Out of the material that follows, write out exactly the lines from the line with "was already initialized." to the line with "created the tax", both ends included, and no others.

-- Supplied entries --
··········

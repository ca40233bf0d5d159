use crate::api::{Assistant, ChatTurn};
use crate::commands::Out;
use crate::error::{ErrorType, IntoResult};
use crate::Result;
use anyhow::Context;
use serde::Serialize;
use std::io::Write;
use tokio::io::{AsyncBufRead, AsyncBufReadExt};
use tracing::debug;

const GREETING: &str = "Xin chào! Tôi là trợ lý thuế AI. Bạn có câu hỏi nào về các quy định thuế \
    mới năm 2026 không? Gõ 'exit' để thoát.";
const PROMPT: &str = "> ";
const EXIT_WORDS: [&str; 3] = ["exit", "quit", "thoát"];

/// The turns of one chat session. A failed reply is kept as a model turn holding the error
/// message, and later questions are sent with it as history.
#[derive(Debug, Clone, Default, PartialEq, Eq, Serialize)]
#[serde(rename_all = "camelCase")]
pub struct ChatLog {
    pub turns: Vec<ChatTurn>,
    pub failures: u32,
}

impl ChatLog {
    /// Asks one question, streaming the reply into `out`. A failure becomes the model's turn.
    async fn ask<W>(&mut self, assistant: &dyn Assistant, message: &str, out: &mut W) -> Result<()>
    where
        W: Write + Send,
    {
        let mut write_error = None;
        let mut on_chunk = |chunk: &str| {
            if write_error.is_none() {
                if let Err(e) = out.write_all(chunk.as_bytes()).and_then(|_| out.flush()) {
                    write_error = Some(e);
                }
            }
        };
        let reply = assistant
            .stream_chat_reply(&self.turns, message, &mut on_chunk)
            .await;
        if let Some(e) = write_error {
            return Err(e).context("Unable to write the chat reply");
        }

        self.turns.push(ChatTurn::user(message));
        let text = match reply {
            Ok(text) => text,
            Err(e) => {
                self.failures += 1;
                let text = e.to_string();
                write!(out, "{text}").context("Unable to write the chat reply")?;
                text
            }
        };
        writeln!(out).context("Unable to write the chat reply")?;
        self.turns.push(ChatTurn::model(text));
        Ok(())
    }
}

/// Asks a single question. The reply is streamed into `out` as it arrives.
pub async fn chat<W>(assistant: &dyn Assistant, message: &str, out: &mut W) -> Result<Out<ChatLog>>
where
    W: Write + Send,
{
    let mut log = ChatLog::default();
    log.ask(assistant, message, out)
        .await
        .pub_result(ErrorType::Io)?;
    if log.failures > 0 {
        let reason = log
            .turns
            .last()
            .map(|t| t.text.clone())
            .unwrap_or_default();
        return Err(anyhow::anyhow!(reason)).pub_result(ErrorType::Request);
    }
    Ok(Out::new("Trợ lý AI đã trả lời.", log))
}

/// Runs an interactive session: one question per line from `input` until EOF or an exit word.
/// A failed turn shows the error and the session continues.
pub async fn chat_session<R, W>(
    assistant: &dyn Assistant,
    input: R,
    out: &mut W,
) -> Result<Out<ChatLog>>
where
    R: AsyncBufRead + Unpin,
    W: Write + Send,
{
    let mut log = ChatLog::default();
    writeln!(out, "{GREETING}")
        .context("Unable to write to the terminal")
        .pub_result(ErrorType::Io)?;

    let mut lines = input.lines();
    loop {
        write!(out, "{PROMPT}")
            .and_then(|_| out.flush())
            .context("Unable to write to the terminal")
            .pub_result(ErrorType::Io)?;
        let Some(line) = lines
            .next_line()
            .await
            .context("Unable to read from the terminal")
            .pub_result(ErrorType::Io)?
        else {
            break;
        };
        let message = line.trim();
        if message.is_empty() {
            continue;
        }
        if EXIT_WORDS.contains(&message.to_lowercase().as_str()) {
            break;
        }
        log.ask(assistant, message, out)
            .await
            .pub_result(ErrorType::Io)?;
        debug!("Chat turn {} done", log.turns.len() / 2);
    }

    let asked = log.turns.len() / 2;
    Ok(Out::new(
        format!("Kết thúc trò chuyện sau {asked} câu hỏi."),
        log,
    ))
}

··········

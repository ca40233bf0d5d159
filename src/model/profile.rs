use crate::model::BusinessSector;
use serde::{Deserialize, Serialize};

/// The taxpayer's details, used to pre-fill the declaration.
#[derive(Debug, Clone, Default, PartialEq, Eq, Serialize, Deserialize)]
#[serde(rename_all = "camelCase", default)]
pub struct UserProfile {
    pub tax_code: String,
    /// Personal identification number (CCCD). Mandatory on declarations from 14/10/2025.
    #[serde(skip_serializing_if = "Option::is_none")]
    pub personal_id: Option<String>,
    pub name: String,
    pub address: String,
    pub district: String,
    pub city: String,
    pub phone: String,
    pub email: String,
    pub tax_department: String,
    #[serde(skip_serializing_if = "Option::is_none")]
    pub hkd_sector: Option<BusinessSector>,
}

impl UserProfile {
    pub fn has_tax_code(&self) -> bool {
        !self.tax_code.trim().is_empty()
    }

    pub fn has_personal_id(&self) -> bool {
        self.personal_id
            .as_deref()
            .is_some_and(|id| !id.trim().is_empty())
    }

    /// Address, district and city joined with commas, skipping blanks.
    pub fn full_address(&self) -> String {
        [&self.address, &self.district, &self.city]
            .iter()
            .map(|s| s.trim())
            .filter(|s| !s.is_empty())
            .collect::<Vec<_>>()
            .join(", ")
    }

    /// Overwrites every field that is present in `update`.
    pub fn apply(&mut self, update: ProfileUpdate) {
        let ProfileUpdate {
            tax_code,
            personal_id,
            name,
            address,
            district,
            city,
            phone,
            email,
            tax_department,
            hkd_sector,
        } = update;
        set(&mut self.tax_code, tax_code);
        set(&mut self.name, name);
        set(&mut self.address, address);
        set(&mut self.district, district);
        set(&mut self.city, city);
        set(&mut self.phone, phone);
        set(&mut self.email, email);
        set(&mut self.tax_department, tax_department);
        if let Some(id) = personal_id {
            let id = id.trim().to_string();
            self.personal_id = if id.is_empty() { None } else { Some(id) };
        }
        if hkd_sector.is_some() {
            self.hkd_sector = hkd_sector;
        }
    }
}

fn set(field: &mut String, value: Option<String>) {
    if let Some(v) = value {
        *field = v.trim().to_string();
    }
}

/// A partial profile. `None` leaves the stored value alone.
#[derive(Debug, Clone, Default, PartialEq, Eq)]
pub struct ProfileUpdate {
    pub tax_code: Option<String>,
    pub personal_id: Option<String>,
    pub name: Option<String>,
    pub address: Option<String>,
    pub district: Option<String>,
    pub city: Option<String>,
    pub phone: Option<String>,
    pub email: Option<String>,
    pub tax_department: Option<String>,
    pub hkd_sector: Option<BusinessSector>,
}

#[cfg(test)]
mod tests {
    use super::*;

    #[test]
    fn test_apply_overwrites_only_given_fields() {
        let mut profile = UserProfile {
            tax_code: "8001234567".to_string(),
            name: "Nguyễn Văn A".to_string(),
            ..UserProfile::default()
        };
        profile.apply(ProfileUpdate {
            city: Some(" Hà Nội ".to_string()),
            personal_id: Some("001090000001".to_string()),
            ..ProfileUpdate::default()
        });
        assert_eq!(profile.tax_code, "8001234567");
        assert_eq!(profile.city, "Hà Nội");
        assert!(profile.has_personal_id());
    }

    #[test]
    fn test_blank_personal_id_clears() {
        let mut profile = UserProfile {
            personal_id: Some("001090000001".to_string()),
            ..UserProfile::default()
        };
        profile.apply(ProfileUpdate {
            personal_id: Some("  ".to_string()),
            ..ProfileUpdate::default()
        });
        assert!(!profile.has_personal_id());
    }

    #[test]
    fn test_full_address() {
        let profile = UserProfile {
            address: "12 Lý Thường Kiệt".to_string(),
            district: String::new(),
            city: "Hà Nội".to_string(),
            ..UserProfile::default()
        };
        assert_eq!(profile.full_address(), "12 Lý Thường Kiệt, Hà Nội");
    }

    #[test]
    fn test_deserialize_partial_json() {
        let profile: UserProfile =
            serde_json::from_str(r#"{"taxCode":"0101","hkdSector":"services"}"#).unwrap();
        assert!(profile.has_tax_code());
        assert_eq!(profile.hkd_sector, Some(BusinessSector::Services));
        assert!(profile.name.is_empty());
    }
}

··········

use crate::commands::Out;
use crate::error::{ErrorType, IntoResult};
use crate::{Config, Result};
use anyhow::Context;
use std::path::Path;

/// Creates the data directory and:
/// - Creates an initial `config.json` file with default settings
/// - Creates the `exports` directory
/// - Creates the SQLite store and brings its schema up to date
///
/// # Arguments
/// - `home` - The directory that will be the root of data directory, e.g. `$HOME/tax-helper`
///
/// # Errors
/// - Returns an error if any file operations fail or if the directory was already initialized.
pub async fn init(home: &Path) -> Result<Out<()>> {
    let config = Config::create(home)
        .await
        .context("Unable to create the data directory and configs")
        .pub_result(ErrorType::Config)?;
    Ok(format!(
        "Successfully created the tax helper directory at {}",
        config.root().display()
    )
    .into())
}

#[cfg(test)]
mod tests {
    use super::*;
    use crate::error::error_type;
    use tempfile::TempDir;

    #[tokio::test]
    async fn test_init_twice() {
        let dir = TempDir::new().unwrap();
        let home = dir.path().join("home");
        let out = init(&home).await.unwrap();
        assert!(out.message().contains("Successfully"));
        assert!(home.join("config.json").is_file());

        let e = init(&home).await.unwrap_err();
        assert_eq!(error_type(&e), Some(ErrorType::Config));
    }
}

··········

-- Task response --
/// - Returns an error if any file operations fail or if the directory was already initialized.
pub async fn init(home: &Path) -> Result<Out<()>> {
    let config = Config::create(home)
        .await
        .context("Unable to create the data directory and configs")
        .pub_result(ErrorType::Config)?;
    Ok(format!(
        "Successfully created the tax helper directory at {}",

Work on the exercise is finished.